• REQUIRED ACTION
Return each line of the material below exactly. Begin at the first and end on the line with "#[derive(Debug)]".

• SUPPLIED RECORDS

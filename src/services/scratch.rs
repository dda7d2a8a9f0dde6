use std::io;
use std::path::{Path, PathBuf};
use std::sync::atomic::{AtomicU64, Ordering};

static SCRATCH_COUNTER: AtomicU64 = AtomicU64::new(0);

/// A file in its own `upload-*` directory under the scratch root.
/// Call [`ScratchFile::cleanup`] once done; dropping the guard removes
/// whatever is left. Failures are logged only.
#[derive(Debug)]
pub struct ScratchFile {
    dir: PathBuf,
    path: PathBuf,
    removed: bool,
}

impl ScratchFile {
    pub async fn write(root: &Path, file_name: &str, bytes: &[u8]) -> io::Result<Self> {
        let dir = root.join(format!(
            "upload-{}-{}-{}",
            std::process::id(),
            chrono::Utc::now().timestamp_nanos_opt().unwrap_or_default(),
            SCRATCH_COUNTER.fetch_add(1, Ordering::Relaxed)
        ));
        tokio::fs::create_dir_all(&dir).await?;

        // Guard exists before the write so a failed write still cleans up.
        let scratch = Self {
            path: dir.join(file_name),
            dir,
            removed: false,
        };
        tokio::fs::write(&scratch.path, bytes).await?;

        log::debug!("💾 Wrote {} bytes to {}", bytes.len(), scratch.path.display());
        Ok(scratch)
    }

    pub fn path(&self) -> &Path {
        &self.path
    }

    #[cfg(test)]
    pub fn dir(&self) -> &Path {
        &self.dir
    }

    pub async fn cleanup(mut self) {
        log_removal("file", &self.path, tokio::fs::remove_file(&self.path).await);
        log_removal("dir", &self.dir, tokio::fs::remove_dir(&self.dir).await);
        self.removed = true;
    }
}

fn log_removal(what: &str, path: &Path, result: io::Result<()>) {
    match result {
        Ok(()) => log::debug!("🗑️ Deleted temp {} {}", what, path.display()),
        Err(e) if e.kind() == io::ErrorKind::NotFound => {}
        Err(e) => log::error!("Failed to delete temp {} {}: {}", what, path.display(), e),
    }
}

impl Drop for ScratchFile {
    fn drop(&mut self) {
        if self.removed {
            return;
        }
        log_removal("file", &self.path, std::fs::remove_file(&self.path));
        log_removal("dir", &self.dir, std::fs::remove_dir(&self.dir));
    }
}
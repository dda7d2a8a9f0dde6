use anyhow::{Context, Result};
use std::path::PathBuf;
use std::time::Duration;

pub const DEFAULT_GEMINI_API_BASE: &str = "https://generativelanguage.googleapis.com";
pub const DEFAULT_GEMINI_MODEL: &str = "gemini-1.5-flash";
pub const DEFAULT_WORKFLOW_URL: &str =
    "http://127.0.0.1:7860/api/v1/run/88f676c8-7484-438a-807a-e9aa15ca0b2c?stream=false";
pub const DEFAULT_WORKFLOW_FILE_SLOT: &str = "TextInput-MOtin";
pub const DEFAULT_GATEWAY_ADDR: &str = "0.0.0.0:8080";
pub const DEFAULT_UPSTREAM_TIMEOUT_SECS: u64 = 60;
pub const DEFAULT_MAX_UPLOAD_BYTES: usize = 10 * 1024 * 1024;

/// Which external call answers an analysis request.
#[derive(Debug, Clone, Copy, PartialEq, Eq)]
pub enum AnalysisBackend {
    /// Image sent inline (base64) to `generateContent`.
    Inline,
    /// Image uploaded to the Files API, then a workflow engine is invoked with its URI.
    Workflow,
}

impl AnalysisBackend {
    pub fn from_string(s: &str) -> Option<Self> {
        match s.trim().to_lowercase().as_str() {
            "inline" | "gemini" | "direct" => Some(AnalysisBackend::Inline),
            "workflow" | "langflow" | "upload" => Some(AnalysisBackend::Workflow),
            _ => None,
        }
    }
}

impl std::fmt::Display for AnalysisBackend {
    fn fmt(&self, f: &mut std::fmt::Formatter<'_>) -> std::fmt::Result {
        let s = match self {
            AnalysisBackend::Inline => "inline",
            AnalysisBackend::Workflow => "workflow",
        };
        write!(f, "{}", s)
    }
}

#[derive(Debug, Clone)]
pub struct GatewayConfig {
    /// Missing key is not fatal at startup; every analysis request fails fast instead.
    pub api_key: Option<String>,
    pub backend: AnalysisBackend,
    pub gemini_api_base: String,
    pub gemini_model: String,
    pub workflow_url: String,
    pub workflow_file_slot: String,
    pub upstream_timeout: Duration,
    pub max_upload_bytes: usize,
    pub bind_addr: String,
    pub scratch_dir: PathBuf,
}

impl GatewayConfig {
    pub fn from_env() -> Result<Self> {
        Self::from_lookup(|key| std::env::var(key).ok())
    }

    pub fn from_lookup<F>(lookup: F) -> Result<Self>
    where
        F: Fn(&str) -> Option<String>,
    {
        let get = |key: &str| lookup(key).filter(|v| !v.trim().is_empty());

        let backend = match get("ANALYSIS_BACKEND") {
            Some(raw) => AnalysisBackend::from_string(&raw)
                .with_context(|| format!("Unknown ANALYSIS_BACKEND '{}'", raw))?,
            None => AnalysisBackend::Inline,
        };

        let upstream_timeout_secs = match get("UPSTREAM_TIMEOUT_SECS") {
            Some(raw) => raw
                .trim()
                .parse::<u64>()
                .with_context(|| format!("UPSTREAM_TIMEOUT_SECS must be a number, got '{}'", raw))?,
            None => DEFAULT_UPSTREAM_TIMEOUT_SECS,
        };
        if upstream_timeout_secs == 0 {
            anyhow::bail!("UPSTREAM_TIMEOUT_SECS must be greater than zero");
        }

        let max_upload_bytes = match get("MAX_UPLOAD_BYTES") {
            Some(raw) => raw
                .trim()
                .parse::<usize>()
                .with_context(|| format!("MAX_UPLOAD_BYTES must be a number, got '{}'", raw))?,
            None => DEFAULT_MAX_UPLOAD_BYTES,
        };

        Ok(Self {
            api_key: get("GOOGLE_AI_API_KEY").map(|k| k.trim().to_string()),
            backend,
            gemini_api_base: get("GEMINI_API_BASE")
                .unwrap_or_else(|| DEFAULT_GEMINI_API_BASE.to_string())
                .trim_end_matches('/')
                .to_string(),
            gemini_model: get("GEMINI_MODEL").unwrap_or_else(|| DEFAULT_GEMINI_MODEL.to_string()),
            workflow_url: get("WORKFLOW_URL").unwrap_or_else(|| DEFAULT_WORKFLOW_URL.to_string()),
            workflow_file_slot: get("WORKFLOW_FILE_SLOT")
                .unwrap_or_else(|| DEFAULT_WORKFLOW_FILE_SLOT.to_string()),
            upstream_timeout: Duration::from_secs(upstream_timeout_secs),
            max_upload_bytes,
            bind_addr: get("GATEWAY_ADDR").unwrap_or_else(|| DEFAULT_GATEWAY_ADDR.to_string()),
            scratch_dir: get("SCRATCH_DIR")
                .map(PathBuf::from)
                .unwrap_or_else(std::env::temp_dir),
        })
    }
}

#[cfg(test)]
mod tests {
    use super::*;
    use std::collections::HashMap;

    fn lookup(pairs: &[(&str, &str)]) -> impl Fn(&str) -> Option<String> {
        let map: HashMap<String, String> = pairs
            .iter()
            .map(|(k, v)| (k.to_string(), v.to_string()))
            .collect();
        move |key| map.get(key).cloned()
    }

    #[test]
    fn test_defaults_without_credential() {
        let config = GatewayConfig::from_lookup(lookup(&[])).unwrap();

        assert!(config.api_key.is_none());
        assert_eq!(config.backend, AnalysisBackend::Inline);
        assert_eq!(config.gemini_model, DEFAULT_GEMINI_MODEL);
        assert_eq!(config.workflow_file_slot, "TextInput-MOtin");
        assert_eq!(config.upstream_timeout, Duration::from_secs(60));
        assert_eq!(config.max_upload_bytes, 10 * 1024 * 1024);
        assert_eq!(config.bind_addr, "0.0.0.0:8080");
    }

    #[test]
    fn test_blank_credential_counts_as_missing() {
        let config = GatewayConfig::from_lookup(lookup(&[("GOOGLE_AI_API_KEY", "   ")])).unwrap();
        assert!(config.api_key.is_none());
    }

    #[test]
    fn test_workflow_backend_and_overrides() {
        let config = GatewayConfig::from_lookup(lookup(&[
            ("GOOGLE_AI_API_KEY", "key-123"),
            ("ANALYSIS_BACKEND", "Workflow"),
            ("GEMINI_API_BASE", "http://localhost:9999/"),
            ("UPSTREAM_TIMEOUT_SECS", "5"),
        ]))
        .unwrap();

        assert_eq!(config.api_key.as_deref(), Some("key-123"));
        assert_eq!(config.backend, AnalysisBackend::Workflow);
        assert_eq!(config.gemini_api_base, "http://localhost:9999");
        assert_eq!(config.upstream_timeout, Duration::from_secs(5));
    }

    #[test]
    fn test_invalid_values_are_rejected() {
        assert!(GatewayConfig::from_lookup(lookup(&[("ANALYSIS_BACKEND", "carrier-pigeon")])).is_err());
        assert!(GatewayConfig::from_lookup(lookup(&[("UPSTREAM_TIMEOUT_SECS", "soon")])).is_err());
        assert!(GatewayConfig::from_lookup(lookup(&[("UPSTREAM_TIMEOUT_SECS", "0")])).is_err());
        assert!(GatewayConfig::from_lookup(lookup(&[("MAX_UPLOAD_BYTES", "-1")])).is_err());
    }
}
use std::sync::Arc;
use std::time::Duration;
use thiserror::Error;

use crate::config::{AnalysisBackend, GatewayConfig};
use crate::models::AnalysisText;

use super::{GeminiAnalyzer, WorkflowAnalyzer};

/// Instruction sent with every photo.
pub const FOOD_ANALYSIS_PROMPT: &str = "Given the provided image, identify the dish/food name and extract the following \
nutritional properties: calories, protein, carbohydrates, and fat. Return your response as a raw JSON object \
WITHOUT any markdown formatting, code block indicators, explanations, or additional text. The JSON should use \
the following keys exactly: 'name', 'calories', 'protein', 'carbs', and 'fat'. Example of the expected format:
{
\"name\": \"Dish Name\",
\"calories\": 000,
\"protein\": 00,
\"carbs\": 00,
\"fat\": 00
}";

/// System instruction for backends that support one.
pub const JSON_ONLY_INSTRUCTION: &str = "You are a nutrition analysis assistant. Respond with a single JSON object \
containing exactly the keys name (string), calories, protein, carbs and fat (numbers). Never wrap the JSON in \
markdown and never add prose.";

pub const DEFAULT_IMAGE_MIME: &str = "image/jpeg";

/// Errors raised while talking to the external inference service.
#[derive(Error, Debug)]
pub enum AnalysisError {
    #[error("Upstream API error ({status}): {body}")]
    Upstream { status: u16, body: String },

    #[error("Network error: {0}")]
    Network(String),

    #[error("Upstream request timed out: {0}")]
    Timeout(String),

    #[error("Invalid upstream response: {0}")]
    InvalidResponse(String),

    #[error("Scratch storage error: {0}")]
    Io(#[from] std::io::Error),
}

impl From<reqwest::Error> for AnalysisError {
    fn from(err: reqwest::Error) -> Self {
        if err.is_timeout() {
            AnalysisError::Timeout(err.to_string())
        } else if err.is_decode() {
            AnalysisError::InvalidResponse(err.to_string())
        } else {
            AnalysisError::Network(err.to_string())
        }
    }
}

/// One photo plus the fixed instruction, as handed to a backend.
#[derive(Debug, Clone, Copy)]
pub struct AnalysisRequest<'a> {
    pub image: &'a [u8],
    pub mime_type: &'a str,
    pub prompt: &'static str,
}

impl<'a> AnalysisRequest<'a> {
    pub fn new(image: &'a [u8], mime_type: &'a str) -> Self {
        let mime_type = if mime_type.trim().is_empty() {
            DEFAULT_IMAGE_MIME
        } else {
            mime_type
        };

        Self {
            image,
            mime_type,
            prompt: FOOD_ANALYSIS_PROMPT,
        }
    }
}

/// Given an image, return model-generated text that should hold the food JSON.
#[async_trait::async_trait]
pub trait ImageAnalyzer: Send + Sync {
    async fn analyze_image(&self, image: &[u8], mime_type: &str) -> Result<AnalysisText, AnalysisError>;

    /// Short backend name for logs.
    fn backend(&self) -> &'static str;
}

/// File extension used when an upload has to touch the disk.
pub fn extension_for(mime_type: &str) -> &'static str {
    match mime_type {
        "image/png" => "png",
        "image/webp" => "webp",
        "image/heic" => "heic",
        _ => "jpg",
    }
}

pub(crate) fn build_http_client(timeout: Duration) -> Result<reqwest::Client, reqwest::Error> {
    reqwest::Client::builder().timeout(timeout).build()
}

/// Build the configured backend. `None` when no credential is configured.
pub fn build_analyzer(config: &GatewayConfig) -> anyhow::Result<Option<Arc<dyn ImageAnalyzer>>> {
    let api_key = match &config.api_key {
        Some(key) => key.clone(),
        None => return Ok(None),
    };

    let analyzer: Arc<dyn ImageAnalyzer> = match config.backend {
        AnalysisBackend::Inline => Arc::new(GeminiAnalyzer::new(
            api_key,
            config.gemini_api_base.clone(),
            config.gemini_model.clone(),
            config.upstream_timeout,
        )?),
        AnalysisBackend::Workflow => Arc::new(WorkflowAnalyzer::new(
            api_key,
            config.gemini_api_base.clone(),
            config.workflow_url.clone(),
            config.workflow_file_slot.clone(),
            config.scratch_dir.clone(),
            config.upstream_timeout,
        )?),
    };

    Ok(Some(analyzer))
}

#[cfg(test)]
mod tests {
    use super::*;

    #[test]
    fn test_prompt_names_every_field() {
        for key in ["'name'", "'calories'", "'protein'", "'carbs'", "'fat'"] {
            assert!(FOOD_ANALYSIS_PROMPT.contains(key), "prompt misses {}", key);
        }
        assert!(FOOD_ANALYSIS_PROMPT.contains("WITHOUT any markdown"));
    }

    #[test]
    fn test_request_defaults_mime_type() {
        let bytes = [0xFFu8, 0xD8, 0xFF];
        let request = AnalysisRequest::new(&bytes, "");
        assert_eq!(request.mime_type, "image/jpeg");

        let request = AnalysisRequest::new(&bytes, "image/png");
        assert_eq!(request.mime_type, "image/png");
    }

    #[test]
    fn test_extension_for() {
        assert_eq!(extension_for("image/png"), "png");
        assert_eq!(extension_for("image/jpeg"), "jpg");
        assert_eq!(extension_for("application/octet-stream"), "jpg");
    }

    #[test]
    fn test_build_analyzer_without_key() {
        let config = GatewayConfig::from_lookup(|_| None).unwrap();
        assert!(build_analyzer(&config).unwrap().is_none());
    }

    #[test]
    fn test_build_analyzer_picks_backend() {
        let config = GatewayConfig::from_lookup(|key| match key {
            "GOOGLE_AI_API_KEY" => Some("key".to_string()),
            "ANALYSIS_BACKEND" => Some("workflow".to_string()),
            _ => None,
        })
        .unwrap();

        let analyzer = build_analyzer(&config).unwrap().unwrap();
        assert_eq!(analyzer.backend(), "workflow");
    }
}
pub mod analyzer;
pub mod gemini; // Inline base64 generateContent backend
pub mod scratch;
pub mod workflow; // Files API upload + workflow engine backend

pub use analyzer::{build_analyzer, AnalysisError, ImageAnalyzer};
pub use gemini::GeminiAnalyzer;
pub use workflow::WorkflowAnalyzer;
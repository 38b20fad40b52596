//! JPEG 2000 codestream writer: marker segments in main-header order.

use super::image::Frame;
use crate::coding_parameters::{CodingParameters, QuantizationParameters, QuantizationStyle};
use crate::constants::{SIZ_FIXED_LENGTH, SOT_SEGMENT_LENGTH};
use crate::jpeg_marker_code::JpegMarkerCode;
use crate::jpeg_stream_writer::JpegStreamWriter;

#[derive(Debug, Default)]
pub struct J2kWriter {
    writer: JpegStreamWriter,
}

impl J2kWriter {
    pub fn new() -> Self {
        Self::default()
    }

    pub fn len(&self) -> usize {
        self.writer.len()
    }

    pub fn is_empty(&self) -> bool {
        self.writer.is_empty()
    }

    pub fn write_soc(&mut self) {
        self.writer.write_marker(JpegMarkerCode::StartOfCodestream);
    }

    pub fn write_eoc(&mut self) {
        self.writer.write_marker(JpegMarkerCode::EndOfCodestream);
    }

    pub fn write_siz(&mut self, frame: &Frame) {
        self.writer.write_marker(JpegMarkerCode::ImageAndTileSize);
        let count = frame.components.len() as u16;
        self.writer.write_u16(SIZ_FIXED_LENGTH + 3 * count);
        self.writer.write_u16(0); // Rsiz: Part 1 without restrictions
        self.writer.write_u32(frame.width);
        self.writer.write_u32(frame.height);
        self.writer.write_u32(frame.x_origin);
        self.writer.write_u32(frame.y_origin);
        self.writer.write_u32(frame.tile_width);
        self.writer.write_u32(frame.tile_height);
        self.writer.write_u32(frame.tile_x_origin);
        self.writer.write_u32(frame.tile_y_origin);
        self.writer.write_u16(count);
        for component in &frame.components {
            self.writer
                .write_byte((component.precision - 1) | if component.is_signed { 0x80 } else { 0 });
            self.writer.write_byte(component.dx);
            self.writer.write_byte(component.dy);
        }
    }

    pub fn write_cod(&mut self, coding: &CodingParameters) {
        self.writer.write_marker(JpegMarkerCode::CodingStyleDefault);
        self.writer.write_u16(12);
        self.writer.write_byte(coding.style_flags());
        self.writer.write_byte(coding.progression_order.into());
        self.writer.write_u16(coding.layer_count);
        self.writer.write_byte(coding.use_mct as u8);
        self.writer.write_byte(coding.decomposition_levels);
        self.writer.write_byte(coding.codeblock_width_exponent - 2);
        self.writer.write_byte(coding.codeblock_height_exponent - 2);
        self.writer.write_byte(0); // code-block style: all options off
        self.writer.write_byte(coding.wavelet.into());
    }

    pub fn write_qcd(&mut self, quantization: &QuantizationParameters) {
        self.writer.write_marker(JpegMarkerCode::QuantizationDefault);
        let sqcd = quantization.guard_bits << 5 | quantization.style.code();
        match quantization.style {
            QuantizationStyle::NoQuantization => {
                self.writer.write_u16(3 + quantization.steps.len() as u16);
                self.writer.write_byte(sqcd);
                for step in &quantization.steps {
                    self.writer.write_byte(step.exponent << 3);
                }
            }
            QuantizationStyle::ScalarDerived | QuantizationStyle::ScalarExpounded => {
                self.writer.write_u16(3 + 2 * quantization.steps.len() as u16);
                self.writer.write_byte(sqcd);
                for step in &quantization.steps {
                    self.writer.write_u16(step.to_u16());
                }
            }
        }
    }

    /// COM segment with Latin-1 text (Rcom = 1).
    pub fn write_comment(&mut self, text: &[u8]) {
        self.writer.write_marker(JpegMarkerCode::Comment);
        self.writer.write_u16(4 + text.len() as u16);
        self.writer.write_u16(1);
        self.writer.write_bytes(text);
    }

    /// Writes SOT, SOD and the packet data of one tile-part; Psot is patched
    /// once the body length is known.
    pub fn write_tile_part(&mut self, tile_index: u16, body: &[u8]) {
        let start = self.writer.len();
        self.writer.write_marker(JpegMarkerCode::StartOfTile);
        self.writer.write_u16(SOT_SEGMENT_LENGTH);
        self.writer.write_u16(tile_index);
        let psot_position = self.writer.len();
        self.writer.write_u32(0);
        self.writer.write_byte(0); // TPsot
        self.writer.write_byte(1); // TNsot
        self.writer.write_marker(JpegMarkerCode::StartOfData);
        self.writer.write_bytes(body);
        let length = (self.writer.len() - start) as u32;
        let patched = self.writer.patch_u32(psot_position, length);
        debug_assert!(patched);
    }

    pub fn into_inner(self) -> Vec<u8> {
        self.writer.into_inner()
    }
}

#[cfg(test)]
mod tests {
    use super::*;
    use crate::jpeg2000::dwt::WaveletKind;
    use crate::jpeg2000::image::ComponentInfo;
    use crate::jpeg2000::parser::parse;
    use crate::jpeg2000::progression::ProgressionOrder;
    use crate::jpeg2000::quantization::StepSize;

    #[test]
    fn test_header_roundtrip_through_parser() {
        let frame = Frame::new(33, 17, 16, 16, vec![ComponentInfo::default(); 3]);
        let coding = CodingParameters {
            decomposition_levels: 2,
            layer_count: 3,
            progression_order: ProgressionOrder::Rpcl,
            codeblock_width_exponent: 5,
            codeblock_height_exponent: 4,
            use_sop: true,
            use_eph: false,
            wavelet: WaveletKind::Irreversible97,
            use_mct: true,
        };
        let quantization = QuantizationParameters {
            style: QuantizationStyle::ScalarExpounded,
            guard_bits: 3,
            steps: (0..7)
                .map(|i| StepSize {
                    exponent: 8 + i,
                    mantissa: 100 * i as u16,
                })
                .collect(),
        };

        let mut writer = J2kWriter::new();
        writer.write_soc();
        writer.write_siz(&frame);
        writer.write_cod(&coding);
        writer.write_qcd(&quantization);
        writer.write_comment(b"jpegexp-j2k");
        for tile in 0..frame.tile_count() as u16 {
            writer.write_tile_part(tile, &[tile as u8; 3]);
        }
        writer.write_eoc();

        let codestream = parse(&writer.into_inner()).unwrap();
        assert_eq!(codestream.frame, frame);
        assert_eq!(codestream.coding, coding);
        assert_eq!(codestream.quantization, quantization);
        assert_eq!(codestream.comments, vec![b"jpegexp-j2k".to_vec()]);
        assert_eq!(codestream.tiles.len(), 6);
        assert_eq!(codestream.tiles[5].data, vec![5, 5, 5]);
    }

    #[test]
    fn test_tile_part_length() {
        let mut writer = J2kWriter::new();
        writer.write_tile_part(0, &[0xAA; 5]);
        let bytes = writer.into_inner();
        assert_eq!(bytes.len(), 12 + 2 + 5);
        assert_eq!(&bytes[6..10], &(bytes.len() as u32).to_be_bytes());
    }
}
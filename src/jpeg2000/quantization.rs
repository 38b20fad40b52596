//! Scalar dead-zone quantization (ISO/IEC 15444-1 Annex E).

use super::image::SubbandOrientation;
use crate::constants::{MAXIMUM_QUALITY, MINIMUM_QUALITY};

/// log2 of the nominal analysis gain of a band (Table E.1).
pub fn log2_gain(band: SubbandOrientation) -> u8 {
    match band {
        SubbandOrientation::LL => 0,
        SubbandOrientation::HL | SubbandOrientation::LH => 1,
        SubbandOrientation::HH => 2,
    }
}

/// Maps the 1..=100 quality knob to a base step size. Higher quality gives
/// a smaller step; the result always lies in (0, 10).
pub fn quality_to_step(quality: u8) -> f32 {
    let q = quality.clamp(MINIMUM_QUALITY, MAXIMUM_QUALITY) as f32;
    0.25 * 2f32.powf((100.0 - q) / 20.0)
}

/// Step sizes indexed by `[level][band]`; level 0 is the finest
/// decomposition level.
#[derive(Debug, Clone, PartialEq)]
pub struct StepSizeTable {
    steps: Vec<[f32; 4]>,
}

impl StepSizeTable {
    pub fn levels(&self) -> usize {
        self.steps.len()
    }

    pub fn get(&self, level: usize, band: SubbandOrientation) -> Option<f32> {
        self.steps.get(level).map(|row| row[band as usize])
    }

    /// Step for a band at resolution `resolution` of a transform with
    /// `levels` decomposition levels. The LL band lives at resolution 0.
    pub fn for_resolution(&self, resolution: u8, levels: u8, band: SubbandOrientation) -> f32 {
        let level = if resolution == 0 {
            levels.saturating_sub(1)
        } else {
            levels - resolution
        };
        self.get(level as usize, band).unwrap_or(1.0)
    }
}

/// Builds the step table. Lossless tables are all 1.0. Lossy steps double
/// with every decomposition level and widen with the band's dynamic range,
/// so coarser subbands get coarser steps.
pub fn calculate_step_sizes(base_step: f32, levels: u8, lossy: bool) -> StepSizeTable {
    let rows = (levels as usize).max(1);
    let steps = (0..rows)
        .map(|level| {
            let mut row = [1.0f32; 4];
            if lossy {
                for band in SubbandOrientation::ALL {
                    let range = level as f32 + log2_gain(band) as f32 / 2.0;
                    row[band as usize] = base_step * 2f32.powf(range);
                }
            }
            row
        })
        .collect();
    StepSizeTable { steps }
}

/// Returns `(magnitude, negative)` with the magnitude truncated toward zero.
pub fn quantize(value: f32, step: f32) -> (u32, bool) {
    if step <= 0.0 || !value.is_finite() {
        return (0, false);
    }
    let magnitude = (value.abs() / step).floor();
    (magnitude.min(u32::MAX as f32) as u32, value < 0.0)
}

/// Mid-point reconstruction; a zero magnitude stays zero.
pub fn dequantize(magnitude: u32, negative: bool, step: f32) -> f32 {
    if magnitude == 0 {
        return 0.0;
    }
    let value = (magnitude as f32 + 0.5) * step;
    if negative { -value } else { value }
}

/// QCD step encoding: `Δ = 2^(R_b - ε) · (1 + μ / 2^11)`.
#[derive(Debug, Clone, Copy, PartialEq, Eq, Default)]
pub struct StepSize {
    pub exponent: u8,
    pub mantissa: u16,
}

impl StepSize {
    /// Reversible bands signal only the exponent.
    pub fn reversible(exponent: u8) -> Self {
        Self {
            exponent: exponent.min(31),
            mantissa: 0,
        }
    }

    /// Nearest representable step for `step`, given the band's dynamic range
    /// `rb` (precision plus log2 gain).
    pub fn from_step(step: f32, rb: u8) -> Self {
        let log = step.log2().floor() as i32;
        let mut exponent = rb as i32 - log;
        let base = 2f32.powi(log);
        let mut mantissa = ((step / base - 1.0) * 2048.0).round() as i32;
        if mantissa >= 2048 {
            mantissa = 0;
            exponent -= 1;
        }
        if exponent < 0 {
            return Self {
                exponent: 0,
                mantissa: 2047,
            };
        }
        if exponent > 31 {
            return Self {
                exponent: 31,
                mantissa: 0,
            };
        }
        Self {
            exponent: exponent as u8,
            mantissa: mantissa.clamp(0, 2047) as u16,
        }
    }

    pub fn to_step(self, rb: u8) -> f32 {
        2f32.powi(rb as i32 - self.exponent as i32) * (1.0 + self.mantissa as f32 / 2048.0)
    }

    /// Number of magnitude bit-planes M_b (E-2).
    pub fn bit_planes(self, guard_bits: u8) -> u32 {
        (guard_bits as u32 + self.exponent as u32).saturating_sub(1)
    }

    pub fn from_u16(value: u16) -> Self {
        Self {
            exponent: (value >> 11) as u8,
            mantissa: value & 0x7FF,
        }
    }

    pub fn to_u16(self) -> u16 {
        ((self.exponent as u16) << 11) | (self.mantissa & 0x7FF)
    }
}

#[cfg(test)]
mod tests {
    use super::*;

    #[test]
    fn test_quantization_roundtrip() {
        let (q, negative) = quantize(10.5, 2.0);
        assert_eq!((q, negative), (5, false));
        let recon = dequantize(q, negative, 2.0);
        assert_eq!(recon, 11.0);
    }

    #[test]
    fn test_quantize_dequantize_bound() {
        let steps = [0.1f32, 0.37, 1.0, 2.5, 7.9];
        let values = [-300.2f32, -17.0, -1.01, -0.04, 0.0, 0.3, 3.99, 44.4, 255.0];
        for &step in &steps {
            for &value in &values {
                let (magnitude, negative) = quantize(value, step);
                assert_eq!(negative, value < 0.0);
                let recon = dequantize(magnitude, negative, step);
                assert!(
                    (recon.abs() - value.abs()).abs() < step,
                    "value {value} step {step} recon {recon}"
                );
            }
        }
    }

    #[test]
    fn test_quality_to_step_monotonic_and_bounded() {
        assert!(quality_to_step(100) < quality_to_step(75));
        assert!(quality_to_step(75) < quality_to_step(50));
        for q in 0..=255u8 {
            let step = quality_to_step(q);
            assert!(step > 0.0 && step < 10.0, "quality {q} -> {step}");
        }
        for q in 1..100u8 {
            assert!(quality_to_step(q) > quality_to_step(q + 1));
        }
    }

    #[test]
    fn test_lossless_steps_are_one() {
        for levels in 0..=8u8 {
            let table = calculate_step_sizes(3.7, levels, false);
            for level in 0..table.levels() {
                for band in SubbandOrientation::ALL {
                    assert_eq!(table.get(level, band), Some(1.0));
                }
            }
        }
    }

    #[test]
    fn test_lossy_steps_grow_toward_coarser_levels() {
        let table = calculate_step_sizes(1.0, 5, true);
        assert_eq!(table.levels(), 5);
        for band in SubbandOrientation::ALL {
            for level in 1..table.levels() {
                assert!(table.get(level, band) > table.get(level - 1, band), "{band:?} level {level}");
            }
            assert!(table.get(4, band) > table.get(0, band));
        }
        assert_eq!(table.get(0, SubbandOrientation::LL), Some(1.0));
        assert_eq!(table.get(5, SubbandOrientation::HH), None);

        // The LL band sits at the coarsest level.
        let ll = table.for_resolution(0, 5, SubbandOrientation::LL);
        let finest = table.for_resolution(5, 5, SubbandOrientation::LL);
        assert!(ll > finest);
    }

    #[test]
    fn test_step_size_encoding() {
        for &step in &[0.03f32, 0.25, 0.9, 1.0, 3.3, 17.0] {
            let encoded = StepSize::from_step(step, 9);
            let decoded = encoded.to_step(9);
            assert!((decoded - step).abs() / step < 1e-3, "{step} -> {decoded}");
            assert_eq!(StepSize::from_u16(encoded.to_u16()), encoded);
        }
        assert_eq!(StepSize::from_step(1.0, 8).exponent, 8);
        assert_eq!(StepSize::reversible(9).bit_planes(2), 10);
    }
}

• RESPONSE BELOW
filename src/services/scratch.rs
repository dda7d2a8a9f0dde6
use std::io;
use std::path::{Path, PathBuf};
use std::sync::atomic::{AtomicU64, Ordering};

static SCRATCH_COUNTER: AtomicU64 = AtomicU64::new(0);

/// A file in its own `upload-*` directory under the scratch root.
/// Call [`ScratchFile::cleanup`] once done; dropping the guard removes
/// whatever is left. Failures are logged only.
#[derive(Debug)]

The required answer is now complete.